Don't worry about the future. Or worry, but know that worrying is as effective as trying to solve an algebra equation by chewing bubble gum. The real troubles in your life are apt to be things that never crossed your worried mind, the kind that blindside you at 4 pm on some idle Tuesday.
Do one thing every day that scares you.
Sing.
Don't be reckless with other people's hearts. Don't put up with people who are reckless with yours.
Floss.
Don't waste your time on jealousy. Sometimes you're ahead, sometimes you're behind. The race is long and, in the end, it's only with yourself.
Remember compliments you receive. Forget the insults. If you succeed in doing this, tell me how.
Keep your old love letters. Throw away your old bank statements.
Stretch.
Don't feel guilty if you don't know what you want to do with your life. The most interesting people I know didn't know at 22 what they wanted to do with their lives. Some of the most interesting 40-year-olds I know still don't.
Get plenty of calcium. Be kind to your knees. You'll miss them when they're gone.

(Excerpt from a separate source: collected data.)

//! Ratatui theme implementation of PresentationMapper.
//!
//! This module provides concrete styling for the terminal UI, implementing
//! the framework-agnostic PresentationMapper trait from frontend-core.

use client_frontend_core::{message::MessageLevel, view_model::PresentationMapper};
use ratatui::style::{Color, Modifier, Style};
use tracker_core::CombatPhase;

/// Ratatui-specific theme implementing PresentationMapper.
///
/// This provides consistent color schemes and styling rules for the CLI.
pub struct RatatuiTheme;

impl PresentationMapper for RatatuiTheme {
    type Style = Style;

    fn style_entity(&self, color: tracker_core::Color, acting: bool) -> Self::Style {
        let style = Style::default().fg(readable(color));
        if acting {
            self.emphasize_current(style)
        } else {
            style
        }
    }

    fn style_phase(&self, phase: CombatPhase) -> Self::Style {
        match phase {
            CombatPhase::Join => Style::default().fg(Color::Yellow),
            CombatPhase::Combat => Style::default()
                .fg(Color::LightRed)
                .add_modifier(Modifier::BOLD),
        }
    }

    fn style_message(&self, level: MessageLevel) -> Self::Style {
        match level {
            MessageLevel::Info => Style::default().fg(Color::White),
            MessageLevel::Warning => Style::default().fg(Color::Yellow),
            MessageLevel::Error => Style::default().fg(Color::LightRed),
        }
    }

    fn emphasize_current(&self, base_style: Self::Style) -> Self::Style {
        base_style.add_modifier(Modifier::BOLD)
    }

    fn highlight_selected(&self, base_style: Self::Style) -> Self::Style {
        base_style.add_modifier(Modifier::REVERSED)
    }
}

impl RatatuiTheme {
    /// Create a new RatatuiTheme instance.
    pub fn new() -> Self {
        Self
    }

    /// Border style for a panel, brighter when it has focus.
    pub fn border(&self, focused: bool) -> Style {
        if focused {
            Style::default().fg(Color::Cyan)
        } else {
            Style::default().fg(Color::DarkGray)
        }
    }

    pub fn dim(&self) -> Style {
        Style::default().fg(Color::Gray)
    }
}

/// Luma below which an entity color is lifted toward white.
const MIN_LUMA: u32 = 64;

/// Terminal color for an entity, lifted so very dark picks stay visible on a
/// dark background.
fn readable(color: tracker_core::Color) -> Color {
    let luma =
        (299 * u32::from(color.r) + 587 * u32::from(color.g) + 114 * u32::from(color.b)) / 1000;
    if luma >= MIN_LUMA {
        return Color::Rgb(color.r, color.g, color.b);
    }
    let lift = |c: u8| c.saturating_add((MIN_LUMA - luma) as u8);
    Color::Rgb(lift(color.r), lift(color.g), lift(color.b))
}

impl Default for RatatuiTheme {
    fn default() -> Self {
        Self::new()
    }
}
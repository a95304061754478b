//! Bookkeeping models for tracking Exalted combat ticks.
//!
//! `tracker-core` defines the canonical data (entities, the population, the
//! sparse tick timeline and the two-phase combat model) and exposes pure APIs
//! that never perform I/O. The runtime crate wraps these models in a session
//! that publishes change events; every mutator here returns a change value
//! describing what happened so the caller can decide what to announce.
pub mod combat;
pub mod config;
pub mod dice;
pub mod entity;
pub mod error;
pub mod history;
pub mod population;
pub mod positions;
pub mod state;

pub use combat::{Combat, CombatError, CombatPhase, Placement};
pub use config::CombatRules;
pub use entity::{ActionRecord, Entity, EntityChange, EntityError};
pub use error::{ErrorSeverity, TrackerError};
pub use history::{History, HistoryEntry};
pub use population::{Population, PopulationError, SelectionChange};
pub use positions::{PositionChange, PositionError, TickPositions};
pub use state::{Color, EntityId, ParseColorError, Tick, TrackerState};
//! Version 1 save records.
//!
//! The first format only stored names, an optional tick per entity and
//! whether combat was running. Entities were implicitly numbered by their
//! position in the list.

use chrono::{DateTime, Utc};
use serde::{Deserialize, Serialize};
use tracker_core::{Color, CombatPhase, CombatRules, EntityId, Tick};

use super::save::{
    CombatRecord, EntityRecord, FORMAT_VERSION, PopulationRecord, PositionRecord, SaveFile,
};

#[derive(Debug, Clone, PartialEq, Serialize, Deserialize)]
pub struct LegacySave {
    pub entities: Vec<LegacyEntity>,
    #[serde(default)]
    pub in_combat: bool,
}

#[derive(Debug, Clone, PartialEq, Serialize, Deserialize)]
pub struct LegacyEntity {
    pub name: String,
    #[serde(default)]
    pub tick: Option<u64>,
}

impl LegacySave {
    /// Upgrades to the current format. Colors come from the default palette
    /// and descriptions and histories start empty.
    pub fn migrate(self) -> SaveFile {
        let entities: Vec<EntityRecord> = self
            .entities
            .iter()
            .enumerate()
            .map(|(index, legacy)| EntityRecord {
                id: EntityId(index as u32 + 1),
                name: legacy.name.clone(),
                color: Color::from_palette(index),
                description: String::new(),
                history: Vec::new(),
            })
            .collect();

        let mut positions: Vec<PositionRecord> = if self.in_combat {
            self.entities
                .iter()
                .enumerate()
                .filter_map(|(index, legacy)| {
                    legacy.tick.map(|tick| PositionRecord {
                        entity: EntityId(index as u32 + 1),
                        tick: Tick(tick),
                    })
                })
                .collect()
        } else {
            if self.entities.iter().any(|e| e.tick.is_some()) {
                tracing::warn!("dropping ticks from a version 1 save that was not in combat");
            }
            Vec::new()
        };
        // Stable sort keeps list order as arrival order within a tick.
        positions.sort_by_key(|p| p.tick);

        SaveFile {
            version: FORMAT_VERSION,
            saved_at: DateTime::<Utc>::UNIX_EPOCH,
            rules: CombatRules::default(),
            population: PopulationRecord {
                next_id: entities.len() as u32 + 1,
                entities,
                selected: None,
            },
            combat: CombatRecord {
                phase: if self.in_combat {
                    CombatPhase::Combat
                } else {
                    CombatPhase::Join
                },
                join_rolls: Vec::new(),
                positions,
            },
        }
    }
}
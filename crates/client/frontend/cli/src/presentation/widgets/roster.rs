//! Roster panel: every combatant with its tick and join roll.

use client_frontend_core::view_model::{PresentationMapper, RosterRow, ViewModel};
use ratatui::{
    Frame,
    layout::Rect,
    text::{Line, Span},
    widgets::{Block, Borders, List, ListItem, ListState},
};

use crate::presentation::theme::RatatuiTheme;
use crate::state::Focus;

pub fn render(
    frame: &mut Frame,
    area: Rect,
    view_model: &ViewModel,
    focus: Focus,
    theme: &RatatuiTheme,
) {
    let items: Vec<ListItem> = view_model
        .roster
        .iter()
        .map(|row| ListItem::new(row_line(row, theme)))
        .collect();

    let list = List::new(items).block(
        Block::default()
            .borders(Borders::ALL)
            .border_style(theme.border(focus == Focus::Roster))
            .title(" Roster "),
    );

    let mut state = ListState::default().with_selected(view_model.selected_row());
    frame.render_stateful_widget(list, area, &mut state);
}

fn row_line(row: &RosterRow, theme: &RatatuiTheme) -> Line<'static> {
    let mut name_style = theme.style_entity(row.color, row.acting);
    if row.selected {
        name_style = theme.highlight_selected(name_style);
    }

    let marker = if row.acting { "> " } else { "  " };
    let status = match (row.tick, row.join_roll) {
        (Some(tick), _) => format!("  @{tick}"),
        (None, Some(roll)) => format!("  join {roll}"),
        (None, None) => String::new(),
    };

    Line::from(vec![
        Span::raw(marker),
        Span::styled(row.name.clone(), name_style),
        Span::styled(status, theme.dim()),
    ])
}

Maybe you'll marry, maybe you won't. Maybe you'll have children, maybe you won't. Maybe you'll divorce at 40, maybe you'll dance the funky chicken on your 75th wedding anniversary. Whatever you do, don't congratulate yourself too much, or berate yourself either. Your choices are half chance. So are everybody else's.
Enjoy your body. Use it every way you can. Don't be afraid of it or of what other people think of it. It's the greatest instrument you'll ever own.
Dance, even if you have nowhere to do it but your living room.
Read the directions, even if you don't follow them.
Do not read beauty magazines. They will only make you feel ugly.
Get to know your parents. You never know when they'll be gone for good.
Be nice to your siblings. They're your best link to your past and the people most likely to stick with you in the future.
Understand that friends come and go, but with a precious few you should hold on.
Work hard to bridge the gaps in geography and lifestyle, because the older you get, the more you need the people who knew you when you were young.
Live in New York City once, but leave before it makes you hard. Live in Northern California once, but leave before it makes you soft.
Travel.
Accept certain inalienable truths: Prices will rise. Politicians will philander. You, too, will get old. And when you do, you'll fantasize that when you were young, prices were reasonable, politicians were noble, and children respected their elders.
Wear sunscreen. If I could offer you only one tip for the future, sunscreen would be it. The long-term benefits of sunscreen have been proved by scientists, whereas the rest of my advice has no basis more reliable than my own meandering experience. I will dispense this advice now.
Respect your elders.
Don't expect anyone else to support you. Maybe you have a trust fund. Maybe you'll have a wealthy spouse. But you never know when either one might run out.
Don't mess too much with your hair or by the time you're 40 it will look 85.
*Be careful whose advice you buy, but be patient with those who supply it. Advice is a form of nostalgia. Dispensing it is a way of fishing the past from the disposal, wiping it off, painting over the ugly parts and recycling it for more than it's worth. But trust me on the sunscreen."